Twelve years later when Sara was ready to fight evil, Wildfire brought her back to Dar-Shan to regain her kingdom. Wildfire summons Sara through her magic amulet and transports her across dimensions to her real home in Dar-Shan. Sara joins with her friends consisting of a sorcerer named Alvinar (voiced by René Auberjonois), a young boy named Dorin (voiced by Bobby Jacoby), and his cowardly colt Brutus (voiced by Susan Blu) in order to thwart her wicked step-aunt. John and Sara's Indian friend Ellen (voiced by Lilly Moon) provide moral support on Earth.

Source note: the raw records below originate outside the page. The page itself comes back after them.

//! Prometheus exposition for the feed's `metrics` series.

use anyhow::Context;
use axum::{routing::get, Router};
use metrics::{describe_gauge, gauge};
use metrics_exporter_prometheus::{PrometheusBuilder, PrometheusHandle};

use crate::ingest::describe_metrics;

pub struct Metrics {
    pub handle: PrometheusHandle,
}

impl Metrics {
    /// Install the Prometheus recorder, then register HELP text on it.
    pub fn init(cache_ttl_secs: u64) -> anyhow::Result<Self> {
        let handle = PrometheusBuilder::new()
            .install_recorder()
            .context("prometheus: install recorder")?;

        register(cache_ttl_secs);
        Ok(Self { handle })
    }

    pub fn router(&self) -> Router {
        let handle = self.handle.clone();
        Router::new().route(
            "/metrics",
            get(move || {
                let h = handle.clone();
                async move { h.render() }
            }),
        )
    }
}

// Must run against the live recorder; descriptions sent to the no-op one are lost.
fn register(cache_ttl_secs: u64) {
    describe_metrics();
    describe_gauge!("feed_cache_ttl_secs", "Configured freshness window of the merged set.");
    gauge!("feed_cache_ttl_secs").set(cache_ttl_secs as f64);
}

Lady Diabolyn is helped by the Goons, mischievous creatures consisting of Dweedle (voiced by Billy Barty), Nerts, Booper, Mudlusk (voiced by Frank Welker), and Thimble. They were formerly Diabolyn's personal guards until they gained their monstrous appearances by the Spectres upon opening the urn containing them when Diabolyn told them not to.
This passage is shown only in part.